<h1>Table of Contents<span class="tocSkip"></span></h1>
<div class="toc"><ul class="toc-item"><li><span><a href="#Load-and-read-package-and-file,-preliminary-check-up-on-dataframe" data-toc-modified-id="Load-and-read-package-and-file,-preliminary-check-up-on-dataframe-1">Load and read package and file, preliminary check up on dataframe</a></span></li><li><span><a href="#Task1:-Cleaning-Data" data-toc-modified-id="Task1:-Cleaning-Data-2">Task1: Cleaning Data</a></span></li></ul></div>

# Load and read package and file, preliminary check up on dataframe

* Load three main CSV file: customers, products, transactions and explore what are information included in each table by using .head()

In [1]:
import pandas as pd
import numpy as np
import matplotlib.pyplot as plt
import seaborn as sns


In [2]:
customers=pd.read_csv('customers.csv')
products=pd.read_csv('products.csv')
transactions=pd.read_csv('transactions.csv')



In [3]:
customers.head()

Unnamed: 0,client_id,sex,birth
0,c_4410,f,1967
1,c_7839,f,1975
2,c_1699,f,1984
3,c_5961,f,1962
4,c_5320,m,1943


In [4]:
products.head()

Unnamed: 0,id_prod,price,categ
0,0_1421,19.99,0
1,0_1368,5.13,0
2,0_731,17.99,0
3,1_587,4.99,1
4,0_1507,3.99,0


* investigate wrong value in products dataframe

In [5]:
products[products.price <0]

Unnamed: 0,id_prod,price,categ
731,T_0,-1.0,0


* check out transaction dataframe with id_prod T_0

In [6]:
transactions[transactions.id_prod == 'T_0']

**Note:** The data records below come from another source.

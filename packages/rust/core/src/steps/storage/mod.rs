//! Storage accounts in the subscription.

pub mod constants;
pub mod converters;

use tracing::info;

use cloudgraph_shared::Result;

use crate::registry::{BoxFuture, Step, StepContext};
use crate::steps::active_directory::STEP_AD_ACCOUNT;
use crate::steps::resources::{STEP_RM_RESOURCES_RESOURCE_GROUPS, link_resource_group};
use crate::steps::web_linker;

pub use self::constants::*;
use self::converters::*;

fn fetch_storage_accounts<'a>(ctx: &'a mut StepContext<'_>) -> BoxFuture<'a, Result<()>> {
    Box::pin(async move {
        let client = ctx.client;
        let state = &mut *ctx.job_state;
        let linker = web_linker(state)?;

        let count = client
            .iterate_storage_accounts(|account| {
                let key = state
                    .add_entity(create_storage_account_entity(&linker, &account)?)?
                    .key
                    .clone();
                link_resource_group(state, &key)?;
                Ok(())
            })
            .await?;

        info!(count, "storage accounts ingested");
        Ok(())
    })
}

pub fn steps() -> Vec<Step> {
    vec![Step {
        id: STEP_RM_STORAGE_ACCOUNTS,
        name: "Storage Accounts",
        entities: &[STORAGE_ACCOUNT_ENTITY],
        relationships: &[RESOURCE_GROUP_HAS_STORAGE_ACCOUNT],
        depends_on: &[STEP_AD_ACCOUNT, STEP_RM_RESOURCES_RESOURCE_GROUPS],
        handler: fetch_storage_accounts,
    }]
}

#[cfg(test)]
mod tests {
    use super::*;
    use crate::steps::resources::constants::RESOURCE_GROUP_ENTITY;
    use crate::steps::test_support::{SUBSCRIPTION, mock_client, run_handler, state_with_account};
    use cloudgraph_shared::Entity;
    use wiremock::matchers::{method, path};
    use wiremock::{Mock, MockServer, ResponseTemplate};

    #[tokio::test]
    async fn collects_accounts_under_their_resource_group() {
        let server = MockServer::start().await;
        let (config, client) = mock_client(&server).await;

        let group_id = format!("/subscriptions/{SUBSCRIPTION}/resourceGroups/j1dev");
        let account_id =
            format!("{group_id}/providers/Microsoft.Storage/storageAccounts/j1devkeyvaultdiagsetstrg");

        Mock::given(method("GET"))
            .and(path(format!(
                "/subscriptions/{SUBSCRIPTION}/providers/Microsoft.Storage/storageAccounts"
            )))
            .respond_with(ResponseTemplate::new(200).set_body_json(serde_json::json!({
                "value": [{
                    "id": account_id,
                    "name": "j1devkeyvaultdiagsetstrg",
                    "type": "Microsoft.Storage/storageAccounts",
                    "location": "eastus",
                    "kind": "StorageV2",
                    "properties": { "minimumTlsVersion": "TLS1_2" }
                }]
            })))
            .mount(&server)
            .await;

        let mut state = state_with_account();
        state
            .add_entity(
                Entity::new(group_id.clone(), &RESOURCE_GROUP_ENTITY)
                    .with("id", &group_id)
                    .with("name", "j1dev"),
            )
            .unwrap();

        run_handler(fetch_storage_accounts, &config, &client, &mut state)
            .await
            .unwrap();

        let account = state.find_entity(&account_id).unwrap();
        assert_eq!(account.entity_type, STORAGE_ACCOUNT_ENTITY_TYPE);
        assert_eq!(account.str_property("minimumTlsVersion"), Some("TLS1_2"));
        assert_eq!(account.str_property("resourceGroup"), Some("j1dev"));

        let relationships = state.relationships();
        assert_eq!(relationships.len(), 1);
        assert_eq!(relationships[0].rel_type, "azure_resource_group_has_storage_account");
        assert_eq!(relationships[0].from_key, group_id);
    }
}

## It seems like there is also weird format ct_1 and ct_0 in client_id column so this will need cleaning too

Unnamed: 0,id_prod,date,session_id,client_id
1431,T_0,test_2021-03-01 02:30:02.237420,s_0,ct_1
2365,T_0,test_2021-03-01 02:30:02.237446,s_0,ct_1
2895,T_0,test_2021-03-01 02:30:02.237414,s_0,ct_1
5955,T_0,test_2021-03-01 02:30:02.237441,s_0,ct_0
7283,T_0,test_2021-03-01 02:30:02.237434,s_0,ct_1
...,...,...,...,...
332594,T_0,test_2021-03-01 02:30:02.237445,s_0,ct_0
332705,T_0,test_2021-03-01 02:30:02.237423,s_0,ct_1
332730,T_0,test_2021-03-01 02:30:02.237421,s_0,ct_1
333442,T_0,test_2021-03-01 02:30:02.237431,s_0,ct_1


In [7]:
customers.loc[(customers['client_id'] == 'ct_1')&(customers['client_id'] == 'ct_0')]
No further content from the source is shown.